=== Section Start ===
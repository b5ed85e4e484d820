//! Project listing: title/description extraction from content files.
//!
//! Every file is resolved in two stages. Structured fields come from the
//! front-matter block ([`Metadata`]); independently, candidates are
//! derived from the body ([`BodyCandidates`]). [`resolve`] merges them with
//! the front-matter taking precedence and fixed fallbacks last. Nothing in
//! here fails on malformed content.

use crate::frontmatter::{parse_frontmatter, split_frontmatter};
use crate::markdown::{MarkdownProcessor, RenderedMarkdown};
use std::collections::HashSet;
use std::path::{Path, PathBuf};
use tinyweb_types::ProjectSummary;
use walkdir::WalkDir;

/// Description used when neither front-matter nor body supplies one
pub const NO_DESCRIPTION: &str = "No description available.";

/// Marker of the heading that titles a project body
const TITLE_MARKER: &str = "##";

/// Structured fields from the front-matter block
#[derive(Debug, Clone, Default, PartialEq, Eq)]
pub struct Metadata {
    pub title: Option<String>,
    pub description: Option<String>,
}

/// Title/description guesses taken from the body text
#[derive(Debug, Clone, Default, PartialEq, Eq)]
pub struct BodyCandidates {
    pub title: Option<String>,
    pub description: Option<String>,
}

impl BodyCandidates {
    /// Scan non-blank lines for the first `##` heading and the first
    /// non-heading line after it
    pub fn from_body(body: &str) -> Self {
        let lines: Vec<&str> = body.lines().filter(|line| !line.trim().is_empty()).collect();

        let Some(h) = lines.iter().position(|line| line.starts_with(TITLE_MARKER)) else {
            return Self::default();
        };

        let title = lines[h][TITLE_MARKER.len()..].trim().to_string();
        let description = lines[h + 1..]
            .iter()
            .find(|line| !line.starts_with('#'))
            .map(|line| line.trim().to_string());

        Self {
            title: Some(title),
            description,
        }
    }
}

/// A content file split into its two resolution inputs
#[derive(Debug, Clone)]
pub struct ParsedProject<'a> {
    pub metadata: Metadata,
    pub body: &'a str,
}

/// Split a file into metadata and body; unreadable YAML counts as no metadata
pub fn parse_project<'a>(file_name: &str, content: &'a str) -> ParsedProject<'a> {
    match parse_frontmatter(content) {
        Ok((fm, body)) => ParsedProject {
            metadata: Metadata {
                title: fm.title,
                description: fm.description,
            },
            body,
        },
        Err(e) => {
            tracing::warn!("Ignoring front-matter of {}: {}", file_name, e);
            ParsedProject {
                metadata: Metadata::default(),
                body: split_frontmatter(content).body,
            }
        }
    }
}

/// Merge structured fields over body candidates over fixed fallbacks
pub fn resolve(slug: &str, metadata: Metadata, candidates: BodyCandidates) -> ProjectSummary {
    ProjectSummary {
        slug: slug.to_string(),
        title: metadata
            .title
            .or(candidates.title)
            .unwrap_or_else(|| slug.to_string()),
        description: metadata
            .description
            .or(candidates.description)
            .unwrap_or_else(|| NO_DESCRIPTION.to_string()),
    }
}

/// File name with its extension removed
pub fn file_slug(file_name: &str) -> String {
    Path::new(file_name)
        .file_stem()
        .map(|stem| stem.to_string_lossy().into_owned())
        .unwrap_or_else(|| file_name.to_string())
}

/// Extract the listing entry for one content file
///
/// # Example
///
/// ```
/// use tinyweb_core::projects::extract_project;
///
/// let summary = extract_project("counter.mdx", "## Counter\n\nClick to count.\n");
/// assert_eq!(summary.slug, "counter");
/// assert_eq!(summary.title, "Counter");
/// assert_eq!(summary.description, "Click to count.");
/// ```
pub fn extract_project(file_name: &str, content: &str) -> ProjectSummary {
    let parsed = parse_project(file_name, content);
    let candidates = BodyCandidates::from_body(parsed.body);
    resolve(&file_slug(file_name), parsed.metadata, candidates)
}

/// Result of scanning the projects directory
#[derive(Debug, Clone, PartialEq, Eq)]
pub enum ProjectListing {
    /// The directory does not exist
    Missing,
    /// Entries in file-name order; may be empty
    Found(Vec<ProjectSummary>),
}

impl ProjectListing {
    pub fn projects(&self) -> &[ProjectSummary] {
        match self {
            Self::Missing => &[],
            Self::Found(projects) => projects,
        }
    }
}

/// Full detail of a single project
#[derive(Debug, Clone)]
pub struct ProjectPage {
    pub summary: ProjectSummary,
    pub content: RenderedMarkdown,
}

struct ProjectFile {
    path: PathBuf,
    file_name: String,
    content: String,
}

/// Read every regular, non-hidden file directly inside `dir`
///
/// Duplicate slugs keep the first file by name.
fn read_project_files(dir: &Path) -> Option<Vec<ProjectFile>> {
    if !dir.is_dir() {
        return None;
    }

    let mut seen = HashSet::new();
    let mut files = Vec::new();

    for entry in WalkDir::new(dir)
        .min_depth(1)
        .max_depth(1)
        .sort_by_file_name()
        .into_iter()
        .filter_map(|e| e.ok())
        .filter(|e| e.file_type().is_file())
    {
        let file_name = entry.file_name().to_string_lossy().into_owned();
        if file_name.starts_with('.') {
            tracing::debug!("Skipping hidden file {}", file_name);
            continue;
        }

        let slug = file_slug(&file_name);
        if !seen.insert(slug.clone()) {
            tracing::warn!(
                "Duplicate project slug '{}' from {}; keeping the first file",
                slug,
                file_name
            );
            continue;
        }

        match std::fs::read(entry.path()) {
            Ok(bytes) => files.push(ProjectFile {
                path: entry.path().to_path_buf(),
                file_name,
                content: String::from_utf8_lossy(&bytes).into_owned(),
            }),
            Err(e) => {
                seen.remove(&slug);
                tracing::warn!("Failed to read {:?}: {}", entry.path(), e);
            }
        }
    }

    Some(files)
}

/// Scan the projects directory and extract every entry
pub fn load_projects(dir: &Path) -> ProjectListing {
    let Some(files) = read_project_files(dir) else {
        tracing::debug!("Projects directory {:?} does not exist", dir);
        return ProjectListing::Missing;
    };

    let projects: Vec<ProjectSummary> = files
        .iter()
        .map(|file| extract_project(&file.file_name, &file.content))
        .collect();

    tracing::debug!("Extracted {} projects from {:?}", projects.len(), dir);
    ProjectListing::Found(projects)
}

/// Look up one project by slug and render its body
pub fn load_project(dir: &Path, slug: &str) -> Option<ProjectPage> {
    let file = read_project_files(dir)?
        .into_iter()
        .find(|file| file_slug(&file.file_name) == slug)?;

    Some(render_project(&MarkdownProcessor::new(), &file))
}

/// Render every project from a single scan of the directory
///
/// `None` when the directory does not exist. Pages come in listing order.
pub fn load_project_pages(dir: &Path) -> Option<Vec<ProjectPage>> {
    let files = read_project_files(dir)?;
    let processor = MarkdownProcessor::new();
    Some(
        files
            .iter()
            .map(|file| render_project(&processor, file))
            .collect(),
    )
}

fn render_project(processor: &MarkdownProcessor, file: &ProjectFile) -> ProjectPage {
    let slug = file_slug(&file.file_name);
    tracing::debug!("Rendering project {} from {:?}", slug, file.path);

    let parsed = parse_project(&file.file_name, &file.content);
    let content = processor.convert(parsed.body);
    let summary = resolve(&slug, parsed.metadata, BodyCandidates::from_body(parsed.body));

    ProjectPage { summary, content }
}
=== Section End ===
=== Section Start ===
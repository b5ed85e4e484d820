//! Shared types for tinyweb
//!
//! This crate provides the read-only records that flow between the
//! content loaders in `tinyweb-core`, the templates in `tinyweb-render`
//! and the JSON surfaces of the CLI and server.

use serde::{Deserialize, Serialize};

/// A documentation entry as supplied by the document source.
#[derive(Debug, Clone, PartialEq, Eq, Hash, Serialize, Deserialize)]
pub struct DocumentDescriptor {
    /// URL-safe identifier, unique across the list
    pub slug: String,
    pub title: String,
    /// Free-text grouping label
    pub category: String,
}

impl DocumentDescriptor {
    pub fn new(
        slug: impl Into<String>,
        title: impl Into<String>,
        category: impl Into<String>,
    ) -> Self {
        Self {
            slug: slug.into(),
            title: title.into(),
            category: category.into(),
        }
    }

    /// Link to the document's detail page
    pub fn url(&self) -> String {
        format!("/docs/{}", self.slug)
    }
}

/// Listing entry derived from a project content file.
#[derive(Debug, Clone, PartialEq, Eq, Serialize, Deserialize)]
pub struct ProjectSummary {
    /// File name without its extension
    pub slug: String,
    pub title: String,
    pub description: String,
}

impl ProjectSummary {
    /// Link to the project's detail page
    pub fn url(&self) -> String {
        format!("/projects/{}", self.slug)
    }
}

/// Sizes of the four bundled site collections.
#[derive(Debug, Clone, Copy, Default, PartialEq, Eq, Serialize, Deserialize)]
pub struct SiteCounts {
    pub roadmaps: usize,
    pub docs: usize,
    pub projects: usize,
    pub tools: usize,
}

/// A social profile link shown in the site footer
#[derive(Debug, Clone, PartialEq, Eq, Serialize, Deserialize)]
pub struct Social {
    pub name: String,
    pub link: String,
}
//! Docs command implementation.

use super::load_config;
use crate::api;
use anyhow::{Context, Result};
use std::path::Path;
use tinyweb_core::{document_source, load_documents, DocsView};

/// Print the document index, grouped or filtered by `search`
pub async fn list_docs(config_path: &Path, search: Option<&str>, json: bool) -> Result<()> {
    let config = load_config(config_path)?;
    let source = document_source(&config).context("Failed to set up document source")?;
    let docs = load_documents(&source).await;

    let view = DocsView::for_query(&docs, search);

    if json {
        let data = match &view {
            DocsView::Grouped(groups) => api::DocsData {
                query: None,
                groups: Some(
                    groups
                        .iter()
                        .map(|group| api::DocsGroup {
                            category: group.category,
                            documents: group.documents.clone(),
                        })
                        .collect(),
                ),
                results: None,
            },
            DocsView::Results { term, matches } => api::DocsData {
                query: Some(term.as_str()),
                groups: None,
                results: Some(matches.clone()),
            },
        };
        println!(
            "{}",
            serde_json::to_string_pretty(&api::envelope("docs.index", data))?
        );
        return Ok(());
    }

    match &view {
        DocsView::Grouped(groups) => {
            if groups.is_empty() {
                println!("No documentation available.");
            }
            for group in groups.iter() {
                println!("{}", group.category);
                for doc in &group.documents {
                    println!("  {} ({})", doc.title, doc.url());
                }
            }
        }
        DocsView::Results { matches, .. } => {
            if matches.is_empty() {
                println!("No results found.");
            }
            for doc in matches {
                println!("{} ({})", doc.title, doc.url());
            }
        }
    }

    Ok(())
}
=== Section End ===
=== Section Start ===
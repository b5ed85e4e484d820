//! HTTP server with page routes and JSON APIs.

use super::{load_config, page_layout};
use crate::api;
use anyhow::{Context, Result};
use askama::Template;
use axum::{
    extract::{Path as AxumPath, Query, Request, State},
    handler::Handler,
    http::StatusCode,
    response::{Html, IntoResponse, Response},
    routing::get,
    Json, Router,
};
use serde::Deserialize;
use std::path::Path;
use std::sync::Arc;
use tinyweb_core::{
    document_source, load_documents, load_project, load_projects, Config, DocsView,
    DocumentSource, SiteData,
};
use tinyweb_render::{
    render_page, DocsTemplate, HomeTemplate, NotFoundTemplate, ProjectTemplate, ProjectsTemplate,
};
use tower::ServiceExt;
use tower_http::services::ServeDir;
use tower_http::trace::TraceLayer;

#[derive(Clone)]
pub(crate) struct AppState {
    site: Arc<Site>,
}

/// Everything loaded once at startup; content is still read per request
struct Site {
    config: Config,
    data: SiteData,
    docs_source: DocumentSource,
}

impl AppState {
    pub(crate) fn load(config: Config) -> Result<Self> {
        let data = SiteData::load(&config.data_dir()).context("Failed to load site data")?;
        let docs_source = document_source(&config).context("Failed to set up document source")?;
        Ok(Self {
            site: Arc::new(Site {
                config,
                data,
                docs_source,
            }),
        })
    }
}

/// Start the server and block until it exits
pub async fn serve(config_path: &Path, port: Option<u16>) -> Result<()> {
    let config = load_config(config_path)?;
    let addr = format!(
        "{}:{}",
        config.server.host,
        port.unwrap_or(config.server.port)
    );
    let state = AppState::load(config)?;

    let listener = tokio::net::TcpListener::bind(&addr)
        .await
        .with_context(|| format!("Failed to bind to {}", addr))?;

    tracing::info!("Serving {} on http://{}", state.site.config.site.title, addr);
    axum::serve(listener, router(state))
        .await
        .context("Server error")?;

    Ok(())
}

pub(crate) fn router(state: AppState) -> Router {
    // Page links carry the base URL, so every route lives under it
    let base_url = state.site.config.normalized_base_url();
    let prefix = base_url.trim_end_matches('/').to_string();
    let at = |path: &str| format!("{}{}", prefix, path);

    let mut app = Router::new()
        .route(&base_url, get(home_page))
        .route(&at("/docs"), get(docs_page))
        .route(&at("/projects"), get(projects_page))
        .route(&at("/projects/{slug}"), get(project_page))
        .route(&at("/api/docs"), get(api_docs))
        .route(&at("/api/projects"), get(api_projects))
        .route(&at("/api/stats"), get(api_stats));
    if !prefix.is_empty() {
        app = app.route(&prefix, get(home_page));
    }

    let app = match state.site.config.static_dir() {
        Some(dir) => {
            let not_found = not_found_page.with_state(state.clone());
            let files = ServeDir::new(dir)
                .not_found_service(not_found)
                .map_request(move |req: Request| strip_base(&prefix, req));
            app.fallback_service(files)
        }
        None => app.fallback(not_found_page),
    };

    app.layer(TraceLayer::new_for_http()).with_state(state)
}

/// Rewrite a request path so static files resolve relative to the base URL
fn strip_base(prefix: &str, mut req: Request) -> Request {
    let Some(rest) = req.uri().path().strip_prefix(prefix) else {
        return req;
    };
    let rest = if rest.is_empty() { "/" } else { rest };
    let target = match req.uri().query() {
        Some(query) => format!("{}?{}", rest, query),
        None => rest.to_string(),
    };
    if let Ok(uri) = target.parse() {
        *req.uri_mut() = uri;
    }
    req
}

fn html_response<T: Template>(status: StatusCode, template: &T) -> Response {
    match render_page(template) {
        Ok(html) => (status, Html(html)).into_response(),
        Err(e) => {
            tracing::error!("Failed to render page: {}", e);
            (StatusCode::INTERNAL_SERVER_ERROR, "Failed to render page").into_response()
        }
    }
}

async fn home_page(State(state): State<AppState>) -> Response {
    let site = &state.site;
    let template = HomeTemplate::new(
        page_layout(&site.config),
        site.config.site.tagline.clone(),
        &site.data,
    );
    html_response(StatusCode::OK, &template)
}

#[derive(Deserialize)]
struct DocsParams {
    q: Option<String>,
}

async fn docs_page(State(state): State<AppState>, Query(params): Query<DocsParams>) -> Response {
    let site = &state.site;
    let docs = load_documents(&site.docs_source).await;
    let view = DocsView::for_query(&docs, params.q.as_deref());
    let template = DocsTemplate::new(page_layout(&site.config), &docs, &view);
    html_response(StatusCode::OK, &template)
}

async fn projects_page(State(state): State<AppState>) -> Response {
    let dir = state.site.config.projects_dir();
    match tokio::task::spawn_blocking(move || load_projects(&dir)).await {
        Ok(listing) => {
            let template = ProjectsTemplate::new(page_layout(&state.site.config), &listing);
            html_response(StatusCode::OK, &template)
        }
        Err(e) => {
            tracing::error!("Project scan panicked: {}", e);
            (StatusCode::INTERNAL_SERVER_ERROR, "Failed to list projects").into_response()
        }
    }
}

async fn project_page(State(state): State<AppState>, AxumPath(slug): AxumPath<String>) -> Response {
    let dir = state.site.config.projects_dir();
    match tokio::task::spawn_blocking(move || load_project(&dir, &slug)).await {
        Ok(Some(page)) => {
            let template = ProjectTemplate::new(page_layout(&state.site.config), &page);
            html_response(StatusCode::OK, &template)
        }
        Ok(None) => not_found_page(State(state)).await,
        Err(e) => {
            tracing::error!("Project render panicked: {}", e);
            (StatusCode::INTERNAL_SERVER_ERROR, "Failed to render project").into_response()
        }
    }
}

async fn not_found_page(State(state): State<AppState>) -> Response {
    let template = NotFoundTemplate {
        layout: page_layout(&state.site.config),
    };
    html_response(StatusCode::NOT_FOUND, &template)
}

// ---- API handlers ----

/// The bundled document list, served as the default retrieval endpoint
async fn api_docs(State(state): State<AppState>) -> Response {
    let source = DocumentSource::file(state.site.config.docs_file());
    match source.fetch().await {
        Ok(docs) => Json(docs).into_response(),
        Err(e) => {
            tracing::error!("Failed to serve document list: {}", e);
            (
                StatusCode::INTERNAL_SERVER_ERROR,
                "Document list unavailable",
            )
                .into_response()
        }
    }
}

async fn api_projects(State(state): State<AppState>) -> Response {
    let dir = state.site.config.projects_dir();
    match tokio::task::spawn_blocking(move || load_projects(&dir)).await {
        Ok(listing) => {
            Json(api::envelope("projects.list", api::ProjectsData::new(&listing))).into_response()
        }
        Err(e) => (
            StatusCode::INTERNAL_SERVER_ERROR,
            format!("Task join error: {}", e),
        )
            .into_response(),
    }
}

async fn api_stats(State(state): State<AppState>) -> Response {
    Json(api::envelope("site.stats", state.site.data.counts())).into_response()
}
=== Section End ===
TASK REQUIREMENTS – Look above for the line holding "the site footer", then set down exactly that line and every line after it up to and including the line holding "Option<&str>, json: bool)", with nothing else.

RESULT –
/// A social profile link shown in the site footer
#[derive(Debug, Clone, PartialEq, Eq, Serialize, Deserialize)]
pub struct Social {
    pub name: String,
    pub link: String,
}
//! Docs command implementation.

use super::load_config;
use crate::api;
use anyhow::{Context, Result};
use std::path::Path;
use tinyweb_core::{document_source, load_documents, DocsView};

/// Print the document index, grouped or filtered by `search`
pub async fn list_docs(config_path: &Path, search: Option<&str>, json: bool) -> Result<()> {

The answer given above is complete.